Dakshina began her performance very dramatically, holding the first stance of keeping one leg up and folded, supported by her hand, staring straight ahead, moving up and down gently with one hand raised, as if riding a horse, galloping towards the warzone. She was costumed in a red sari with a green blouse and a turban on her head. The next few scenes were of sword fighting with the soldiers of Ambadeva, a traitor in her kingdom, and Rani Rudrama Devi getting hurt and falling at the end of the war. That was again a very dramatic moment, when Dakshina portrayed a sword stabbing her in the stomach, her falling in pain and then bravely getting up to remove the sword from her stomach and tying a piece of cloth on her abdomen. She pays obeisance to the Kakatiya flag and makes a pledge to seek revenge from her enemy and raise her grandson, Pratap Rudra, to become a great warrior. As she is leaving the battlefield as a loser, she faces the dilemma of whether to stay on in the war and fight to death with her comrades or escape like a coward and save her grandson. But her honour loses to her pledge to raise an army against Ambadeva and avenge her kingdom.
The further portrayal by Dakshina of gathering some of her countrymen and escaping to her grandson was done very aptly. The bols and jathis for the fighting scenes had the rhythm of the war drums. She goes into hiding and raises her little grandson, training him in sword fighting. Here again was very sensitively performed abhinaya where she gives a small sword to her grandson and does baby moves of sword fighting. Then she went on to show how a great warrior, Pratap Rudra, was being reared: Rudrama Devi feeding him, loving him, and then finally, putting the rajya tilak on his forehead when he is grown up. And then there is the war again between Pratap Rudra and Ambadeva, the traitor. Dakshina showed the depth of Rudrama Devi’s devotion to her kingdom as she puts the dust of her land on her head and salutes the flag as she watches her grandson fighting through a window. Again, she reminisces about being torn between her duty and her honour, how she had secretly left the kingdom and secured her people, how she had reared Pratap Rudra and how, now that he has won the war against Ambadeva and the war drums are playing to declare him the victor, he’s being showered with flowers as the Kakatiya flag flies high. As her duty is done and her past undone, she heaves a sigh of relief and falls to her final sleep.

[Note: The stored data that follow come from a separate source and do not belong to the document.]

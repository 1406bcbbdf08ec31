//! SqliteStore behavior: ordering, invariants, history writes.

mod mocks;

use anyhow::Result;
use chrono::Utc;
use tempfile::TempDir;

use askmynotes::server::services::sqlite::SqliteStore;
use askmynotes::server::services::store::{NewChatExchange, NewNoteFile, NewSubject, NoteStore};
use mocks::timestamp;

fn new_subject(subject_id: &str, name: &str) -> NewSubject {
  NewSubject {
    subject_id: subject_id.to_string(),
    user_id: "local".to_string(),
    name: name.to_string(),
    icon: "📘".to_string(),
    color: "s0".to_string(),
  }
}

fn new_note(subject_id: &str, file_name: &str, text: &str, offset_secs: i64) -> NewNoteFile {
  NewNoteFile {
    subject_id: subject_id.to_string(),
    user_id: "local".to_string(),
    file_name: file_name.to_string(),
    extracted_text: text.to_string(),
    uploaded_at: timestamp(offset_secs),
  }
}

#[tokio::test]
async fn subject_roundtrip_on_disk() -> Result<()> {
  let dir = TempDir::new()?;
  let store = SqliteStore::open(&dir.path().join("notes.db"))?;

  let created = store.create_subject(new_subject("bio", "Biology")).await?;
  assert_eq!(created.subject_id, "bio");
  assert_eq!(created.icon, "📘");

  let found = store.find_subject("bio", "local").await?.expect("subject should exist");
  assert_eq!(found.name, "Biology");
  assert!(store.find_subject("bio", "someone-else").await?.is_none());
  Ok(())
}

#[tokio::test]
async fn duplicate_subject_identifier_per_owner_fails() -> Result<()> {
  let store = SqliteStore::open_in_memory()?;

  store.create_subject(new_subject("bio", "Biology")).await?;
  let duplicate = store.create_subject(new_subject("bio", "Biology again")).await;
  assert!(duplicate.is_err());

  // Same identifier under a different owner is fine.
  let mut other = new_subject("bio", "Someone else's biology");
  other.user_id = "other".to_string();
  store.create_subject(other).await?;
  Ok(())
}

#[tokio::test]
async fn notes_ordered_by_upload_time_not_insertion() -> Result<()> {
  let store = SqliteStore::open_in_memory()?;

  // Inserted b, a, c but timestamped a < b < c.
  store.insert_note(new_note("bio", "b.txt", "second", 1)).await?;
  store.insert_note(new_note("bio", "a.txt", "first", 0)).await?;
  store.insert_note(new_note("bio", "c.txt", "third", 2)).await?;

  let notes = store.notes_for("bio", "local", None).await?;
  let names: Vec<&str> = notes.iter().map(|n| n.file_name.as_str()).collect();
  assert_eq!(names, vec!["a.txt", "b.txt", "c.txt"]);
  Ok(())
}

#[tokio::test]
async fn notes_scoped_to_owner_and_file() -> Result<()> {
  let store = SqliteStore::open_in_memory()?;

  store.insert_note(new_note("bio", "ch1.txt", "cells", 0)).await?;
  store.insert_note(new_note("bio", "ch2.txt", "genetics", 1)).await?;
  let mut foreign = new_note("bio", "ch3.txt", "not yours", 2);
  foreign.user_id = "other".to_string();
  store.insert_note(foreign).await?;

  assert_eq!(store.notes_for("bio", "local", None).await?.len(), 2);

  let scoped = store.notes_for("bio", "local", Some("ch2.txt")).await?;
  assert_eq!(scoped.len(), 1);
  assert_eq!(scoped[0].extracted_text, "genetics");
  Ok(())
}

#[tokio::test]
async fn empty_extracted_text_is_rejected() -> Result<()> {
  let store = SqliteStore::open_in_memory()?;
  let result = store.insert_note(new_note("bio", "empty.txt", "", 0)).await;
  assert!(result.is_err());
  Ok(())
}

#[tokio::test]
async fn remove_note_reports_whether_anything_was_deleted() -> Result<()> {
  let store = SqliteStore::open_in_memory()?;
  store.insert_note(new_note("bio", "ch1.txt", "cells", 0)).await?;

  assert!(store.remove_note("bio", "local", "ch1.txt").await?);
  assert!(!store.remove_note("bio", "local", "ch1.txt").await?);
  assert!(store.notes_for("bio", "local", None).await?.is_empty());
  Ok(())
}

#[tokio::test]
async fn counts_and_history_writes() -> Result<()> {
  let store = SqliteStore::open_in_memory()?;
  store.create_subject(new_subject("bio", "Biology")).await?;
  store.insert_note(new_note("bio", "ch1.txt", "cells", 0)).await?;

  let counts = store.counts().await?;
  assert_eq!(counts.subjects, 1);
  assert_eq!(counts.files, 1);

  store
    .record_exchange(NewChatExchange {
      subject_id: "bio".to_string(),
      question: "What is a cell?".to_string(),
      response: serde_json::json!({"answer": "the unit of life"}),
    })
    .await?;
  Ok(())
}

#[tokio::test]
async fn upload_timestamps_roundtrip() -> Result<()> {
  let store = SqliteStore::open_in_memory()?;
  let before = Utc::now();
  store.insert_note(new_note("bio", "ch1.txt", "cells", 0)).await?;

  let notes = store.notes_for("bio", "local", None).await?;
  assert_eq!(notes[0].uploaded_at, timestamp(0));
  assert!(notes[0].uploaded_at < before);
  Ok(())
}
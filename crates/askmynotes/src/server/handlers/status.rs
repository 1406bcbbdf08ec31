//! Health endpoint handler

use std::sync::Arc;

use axum::extract::State;
use axum::response::Json;

use crate::server::types::HealthResponse;
use crate::server::AppState;

/// GET /api/health - Liveness plus record counts.
///
/// A store failure drops the counts but the endpoint still reports ok;
/// the process being up is the signal here.
pub async fn health(State(state): State<Arc<AppState>>) -> Json<HealthResponse> {
  let uptime_secs = state.started.elapsed().as_secs();

  match state.store.counts().await {
    Ok(counts) => Json(HealthResponse {
      status: "ok".to_string(),
      subjects: Some(counts.subjects),
      files: Some(counts.files),
      uptime_secs,
    }),
    Err(error) => {
      tracing::warn!("Health count query failed: {error}");
      Json(HealthResponse { status: "ok".to_string(), subjects: None, files: None, uptime_secs })
    }
  }
}
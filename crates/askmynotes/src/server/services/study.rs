//! Study dashboard generation
//!
//! Produces the summary + quiz + flashcard package for a subject or a
//! single file. Unlike chat, a subject without notes is a client error
//! here: the dashboard cannot render without a summary.

use crate::server::error::AssistError;
use crate::server::services::aggregate::aggregate;
use crate::server::services::resolve_subject_name;
use crate::server::types::{StudyDashboard, StudyRequestBody};
use crate::server::AppState;

/// Substituted when the model omits the mandatory summary.
pub const NOTES_FALLBACK: &str = "No summary could be generated from the text provided.";

/// Generate a study dashboard from the subject's stored notes.
pub async fn generate_dashboard(
  state: &AppState,
  user_id: &str,
  body: &StudyRequestBody,
) -> Result<StudyDashboard, AssistError> {
  let subject_text =
    aggregate(state.store.as_ref(), &body.subject_id, user_id, body.file_name.as_deref())
      .await?;

  let name = resolve_subject_name(
    state.store.as_ref(),
    &body.subject_id,
    user_id,
    body.subject_name.as_deref(),
  )
  .await?;

  let Some(subject_text) = subject_text else {
    return Err(AssistError::NoNotes);
  };

  tracing::info!("Generating dashboard for {name}");

  let prompt = build_prompt(&name, &subject_text);
  let raw = state.model.complete_json(&prompt).await?;
  let mut dashboard: StudyDashboard = serde_json::from_str(&raw)?;

  // The summary is mandatory for rendering; this is the one
  // normalization applied to model output.
  if dashboard.notes.trim().is_empty() {
    dashboard.notes = NOTES_FALLBACK.to_string();
  }

  Ok(dashboard)
}

/// Instruction block for dashboard generation. The counts (5 MCQs, 3
/// flashcards) are demanded of the model, not enforced locally.
fn build_prompt(subject_name: &str, subject_text: &str) -> String {
  format!(
    r#"Produce a study dashboard for "{subject_name}" based STRICTLY on these notes:
{subject_text}

REQUIREMENTS:
1. "notes": A beautiful, substantial Markdown summary with headers and bullets. MANDATORY.
2. "mcqs": 5 multiple choice questions with options and explanations.
3. "shortAnswer": 3 flashcard-style questions.

Respond ONLY in valid JSON:
{{
  "notes": "Full Markdown summary here...",
  "mcqs": [{{"question": "", "options": [], "correctKey": "", "explanation": "", "citation": ""}}],
  "shortAnswer": [{{"question": "", "answer": "", "citation": ""}}]
}}"#
  )
}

Dakshina is a dancer of great virtuosity and she will keep the flag of her family, which has greats like Guru Saroja Vaidyanathan and Rama Vaidyanathan, her grandmother and mother, flying high. Her technique comes out as flawless and she absolutely melts into her character. And as she always says, she doesn’t have to step out of her technique for the portrayal and abhinaya. This is a performance worth a watch.